Within the project, 7 different Work Packages (WP) were designed and are being developed:
WP1: The selected Spirulina strain (Arthrospira sp.) is studied simultaneously with a significant number of other strains to identify the one with the highest tolerance to CO2 gas mixtures, combined with maximum biomass production. The study is carried out to small-scale cultivations, by monitoring biomass and biochemical production rates, alongside with the investigation of toxicity issues and the presence of bioactive compounds or secondary metabolites.
WP2: The study of CO2 bioconversion (as gaseous pollutant) into valuable bioproducts is scaled-up to the photo-bioreactor (PBR) scale, where a limited number (3-5) of optimized strains are cultivated at fully controlled illumination and carbon source supply conditions. By optimizing and intensifying innovative PBRs, the impact on the bioprocess of CO2 emissions from plants of the power grid of Greece is studied.

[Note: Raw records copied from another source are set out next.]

use std::io::Cursor;

use rodio::{
    Decoder,
    OutputStreamBuilder,
    Sink,
};

use super::AudioOutput;
use crate::core::{
    narration::AudioClip,
    DatacleanError,
};

/// Plays clips on the default output device. The stream, sink and decoded
/// source live only for the duration of one call and are dropped on every
/// return path.
pub struct RodioOutput;

impl AudioOutput for RodioOutput {
    fn play_to_end(&self, clip: AudioClip) -> Result<(), DatacleanError> {
        let size = clip.len();
        let mut stream = OutputStreamBuilder::open_default_stream()
            .map_err(|error| DatacleanError::Audio(format!("Audio init failed: {error}")))?;
        stream.log_on_drop(false);

        let source = Decoder::new(Cursor::new(clip.into_shared()))
            .map_err(|error| DatacleanError::Audio(format!("Audio decode failed: {error}")))?;

        let sink = Sink::connect_new(stream.mixer());
        sink.append(source);
        sink.sleep_until_end();

        tracing::debug!("Played {} bytes of narration audio", size);
        Ok(())
    }
}
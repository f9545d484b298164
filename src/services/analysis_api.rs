use async_trait::async_trait;
use reqwest::{
    multipart::{
        Form,
        Part,
    },
    Client,
    Url,
};

use super::{
    AnalysisService,
    BatchResponse,
    FilePart,
};
use crate::{
    config::Settings,
    core::{
        http::{
            ensure_success,
            http_client,
        },
        DatacleanError,
    },
};

pub struct AnalysisApi {
    client: Client,
    url: Url,
}

impl AnalysisApi {
    pub fn new(settings: &Settings) -> Result<Self, DatacleanError> {
        Ok(Self { client: http_client(settings.request_timeout())?, url: settings.analyze_url()? })
    }
}

#[async_trait]
impl AnalysisService for AnalysisApi {
    async fn analyze_batch(
        &self,
        instruction: String,
        files: Vec<FilePart>,
    ) -> Result<BatchResponse, DatacleanError> {
        let mut form = Form::new().text("prompt", instruction);
        for file in files {
            let part = Part::bytes(file.bytes).file_name(file.name).mime_str(&file.mime_type)?;
            form = form.part("files", part);
        }

        let response = self.client.post(self.url.clone()).multipart(form).send().await?;
        ensure_success(&response)?;
        let body = response.bytes().await?;

        parse_batch_response(&body)
    }
}

/// Decodes the `{ "results": [...] }` envelope. Anything else is malformed.
pub fn parse_batch_response(body: &[u8]) -> Result<BatchResponse, DatacleanError> {
    let response: BatchResponse = serde_json::from_slice(body)
        .map_err(|e| DatacleanError::MalformedResponse(format!("analysis response: {e}")))?;

    if let Some(total) = response.total {
        if total != response.results.len() {
            tracing::warn!(
                "Analysis service reported {} result(s) but returned {}",
                total,
                response.results.len()
            );
        }
    }

    Ok(response)
}

#[cfg(test)]
mod tests {
    use super::*;

    #[test]
    fn parses_results_envelope() {
        let body = br#"{
            "results": [
                {"filename": "a.csv", "mime_type": "text/csv", "analysis": {"summary": "ok"}, "status": "success"},
                {"filename": "b.png", "error": "quota", "status": "failed"}
            ],
            "total": 2
        }"#;
        let response = parse_batch_response(body).unwrap();
        assert_eq!(response.results.len(), 2);
        assert_eq!(response.total, Some(2));
        assert_eq!(response.results[0].summary(), Some("ok"));
    }

    #[test]
    fn one_mistyped_record_does_not_sink_the_batch() {
        let body = br#"{
            "results": [
                {"filename": "a.csv", "analysis": {"summary": "ok", "usable_for_training": true}},
                {"filename": "b.csv", "analysis": {"summary": {"es": "x"}, "usable_for_training": "true"}},
                {"filename": "c.csv", "analysis": "unparsed model output"}
            ],
            "total": "3"
        }"#;
        let response = parse_batch_response(body).unwrap();

        assert_eq!(response.results.len(), 3);
        assert_eq!(response.total, None);
        assert_eq!(response.results[0].summary(), Some("ok"));
        assert_eq!(response.results[1].summary(), None);
        assert!(response.results[2].analysis.is_none());
        assert_eq!(crate::core::aggregate(&response.results).usable, 1);
    }

    #[test]
    fn missing_results_is_malformed() {
        let err = parse_batch_response(br#"{"detail": "Internal Server Error"}"#).unwrap_err();
        assert!(matches!(err, DatacleanError::MalformedResponse(_)));
    }

    #[test]
    fn non_json_body_is_malformed() {
        let err = parse_batch_response(b"<html>bad gateway</html>").unwrap_err();
        assert!(matches!(err, DatacleanError::MalformedResponse(_)));
    }

    #[test]
    fn results_of_wrong_shape_is_malformed() {
        let err = parse_batch_response(br#"{"results": "pending"}"#).unwrap_err();
        assert!(matches!(err, DatacleanError::MalformedResponse(_)));
    }
}
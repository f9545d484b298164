use std::{
    sync::{
        mpsc,
        Arc,
    },
    time::Duration,
};

use tokio::runtime::Runtime;

use super::TaskResult;
use crate::{
    core::{
        narration::{
            NarrationEvent,
            NarrationTicket,
        },
        submission::BatchRequest,
        DatacleanError,
        ResultSet,
    },
    services::{
        FilePart,
        Services,
    },
};

type Notifier = Arc<dyn Fn() + Send + Sync>;

/// Runs network and playback work off the UI thread. Each operation reports
/// back through the channel; the owner drains it with [`poll_results`].
///
/// [`poll_results`]: TaskManager::poll_results
pub struct TaskManager {
    runtime: Arc<Runtime>,
    receiver: mpsc::Receiver<TaskResult>,
    sender: mpsc::Sender<TaskResult>,
    services: Services,
    notifier: Option<Notifier>,
}

impl TaskManager {
    pub fn new(services: Services) -> Result<Self, DatacleanError> {
        let runtime = Arc::new(Runtime::new()?);
        let (sender, receiver) = mpsc::channel();

        Ok(Self { runtime, receiver, sender, services, notifier: None })
    }

    /// Called after every message so an idle UI wakes up to handle it.
    pub fn with_notifier(mut self, notifier: impl Fn() + Send + Sync + 'static) -> Self {
        self.notifier = Some(Arc::new(notifier));
        self
    }

    pub fn poll_results(&self) -> Vec<TaskResult> {
        let mut results = Vec::new();

        while let Ok(result) = self.receiver.try_recv() {
            results.push(result);
        }

        results
    }

    pub fn wait_for_result(&self, timeout: Duration) -> Option<TaskResult> {
        self.receiver.recv_timeout(timeout).ok()
    }

    fn task_context(&self) -> (Reporter, Services) {
        (Reporter { sender: self.sender.clone(), notifier: self.notifier.clone() }, self.services.clone())
    }

    pub fn submit_batch(&self, request: BatchRequest) {
        let (reporter, services) = self.task_context();

        self.runtime.spawn(async move {
            let ticket = request.ticket;
            let outcome = run_batch(&services, request).await;
            reporter.send(TaskResult::Submission { ticket, outcome });
        });
    }

    pub fn narrate(&self, ticket: NarrationTicket, text: String) {
        let (reporter, services) = self.task_context();

        self.runtime.spawn(async move {
            let clip = match services.speech.synthesize(text).await {
                Ok(clip) => clip,
                Err(error) => {
                    reporter.send(TaskResult::Narration { ticket, event: NarrationEvent::Failed(error) });
                    return;
                }
            };

            reporter.send(TaskResult::Narration { ticket, event: NarrationEvent::Playing });

            let audio = Arc::clone(&services.audio);
            let played = tokio::task::spawn_blocking(move || audio.play_to_end(clip))
                .await
                .unwrap_or_else(|e| Err(DatacleanError::Audio(format!("Playback task failed: {e}"))));

            let event = match played {
                Ok(()) => NarrationEvent::Finished,
                Err(error) => NarrationEvent::Failed(error),
            };
            reporter.send(TaskResult::Narration { ticket, event });
        });
    }
}

#[derive(Clone)]
struct Reporter {
    sender: mpsc::Sender<TaskResult>,
    notifier: Option<Notifier>,
}

impl Reporter {
    fn send(&self, result: TaskResult) {
        tracing::debug!("Task finished: {}", result.task_type());
        let _ = self.sender.send(result);
        if let Some(notify) = &self.notifier {
            notify();
        }
    }
}

/// Reads every selected file and performs exactly one request. A file that
/// cannot be read fails the whole batch before anything is sent.
async fn run_batch(services: &Services, request: BatchRequest) -> Result<ResultSet, DatacleanError> {
    let mut parts = Vec::with_capacity(request.files.len());
    for file in request.files.iter() {
        let bytes = file.read_bytes().await.map_err(|e| {
            DatacleanError::Custom(format!("Could not read {}: {}", file.name, e))
        })?;
        parts.push(FilePart { name: file.name.clone(), mime_type: file.mime_type.clone(), bytes });
    }

    let response = services.analysis.analyze_batch(request.instruction, parts).await?;
    Ok(response.results)
}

WP3: The recovery of cultivated biomass is optimized through conventional and innovative processes (e.g., immobilized cells). Additionally, the separation of bioactive compounds is carried out following the complete fractionation of biomass into its components (i.e., proteins, carbohydrates, fatty acids), through the application of novel enzymatic processes, thus reducing the use of organic solvents. At the same time, the possibility of recovering extracellular biochemical products (e.g., exopolysaccharides) is investigated.
WP4: The primary (bioactive) and complementary (fractionated biomass) bioproducts are fully characterized in both quantitative and qualitative terms, with focus on the chemical composition of each fraction, in relation to the different CO2 mixtures. Their purity is assessed through microbiological, chemical and genetic methodologies. The assessment is primarily carried out in accordance to the targeted applications/specifications, i.e., cosmetics and nutritional products (e.g., antioxidant properties). Secondly, the bioactive compounds are encapsulated into matrices of proteins and polysaccharides in order to enhance their stability and activity. The assessment is completed by studying their antimicrobial activity before/after their encapsulation.
WP5: Subsequently, all the above actions are integrated in a single value chain in order to evaluate the proposed technology at the industrial scale. In particular, the potential of power plants' CO2 utilization is explored, in-line with domestic market data, as well as related constraints and requirements. The complete bioprocess is simulated in appropriate software tools in order to derive relevant techno-economic assessment and life-cycle analysis (LCA) studies.
WP6: The dual goal of the project is completed by developing a relevant business plan, in order to exploit the technologies and mainly the bioproducts of the integrated process, by exploring their commercial implementation through a marketing plan.
WP7: The project is completed with the participation in trade exhibitions, in order to promote the newly developed or improved bioproducts, to become informed about relevant technological innovations and expand the client-associate cycle of the involved companies.